Income investors have been dealt a challenging hand as a result of the pandemic. The Federal Reserve cut interest rates to zero percent and has been buying longer-term Treasuries and mortgage-backed securities as a way to effectively drive down long-term rates further.

While corporate bonds are paying miserly rates, some stocks are paying quite well. Here are a couple of real estate investment trusts (REITs) with a twist that can reward investors handsomely. 

Two workers carry lumber on a construction site.

Image source: Getty Images.

A way to profit from changing government housing policy

New Residential Investment Corp. (RITM 0.40%) is a mortgage REIT with an origination business. The mortgage REIT part of the company owns mortgage-backed securities and mortgage-servicing assets. The origination business has historically focused on nonqualified mortgages, which are not guaranteed by the government. This business can be volatile, and when the credit markets have a hiccup, it can cause losses. 

New Residential's combination of these two activities helps smooth out the earnings stream. Mortgage originators tend to do well when interest rates fall because they pick up a lot of refinancing demand. On the other side of the coin, heavy refinancing activity is a negative for mortgage-backed securities and mortgage-servicing rights. But the Federal Housing Finance Agency recently made a policy change that should drive more origination volume to the nonqualified mortgage market and help New Residential's origination business.

The company is also a bit of a value stock, trading a little under book value, which means the market is attributing little value to the origination business. New Residential is looking at various ways to unlock the embedded value in this segment. Unlike most mortgage originators, the company pays a REIT-type dividend, which gives it a yield of 7.7% at Wednesday's prices. Investors are being paid to wait in this case.

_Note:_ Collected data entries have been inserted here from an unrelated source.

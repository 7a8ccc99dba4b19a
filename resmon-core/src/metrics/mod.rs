mod collector;
mod pool;
mod types;

pub use collector::{from_fn, Collector, CollectorSet};
pub use pool::WorkerPool;
pub(crate) use pool::panic_message;
pub use types::{ChannelStats, KindCounters, KindStats};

A way to profit from rising lumber prices

Anyone who has visited a home improvement store for a weekend do-it-yourself project knows that the price of lumber is way up. One company that stands to benefit from this is Weyerhaeuser (WY 0.97%). It owns or operates 10.7 million acres of timberland in the United States and holds long-term licenses for 14.1 million acres in Canada. The company also has manufacturing operations, with 19 lumber mills, six mills for oriented strand board, 10 factories for engineered wood products, and 18 distribution facilities.

Rising lumber prices are a function of elevated demand for home construction. The supply of homes for sale is at record lows, according to the National Association of Realtors. Lumber's increase is driving up estimates for Weyerhaeuser, which is expected to earn $3.51 per share, compared to $1.29 a year ago.

Note that much of this increased profitability will translate into higher dividends. Weyerhaeuser's dividend policy is to pay a regular quarterly dividend plus a variable dividend based on full-year results. The company intends to pay 75% to 80% of funds available for distribution (FAD) as dividends.

Last year, FAD totaled $1.2 billion. If you grow last year's FAD by the expected EPS growth rate, you would be looking at FAD of $3.3 billion. Taking 75% of that FAD figure and dividing by shares outstanding gives you an expected dividend for 2021 of $3.38. Since the base dividend is $0.68, the special dividend in January 2022 could be something like $2.70. At recent levels, between the base dividend and the variable dividend, stockholders could earn 9%. 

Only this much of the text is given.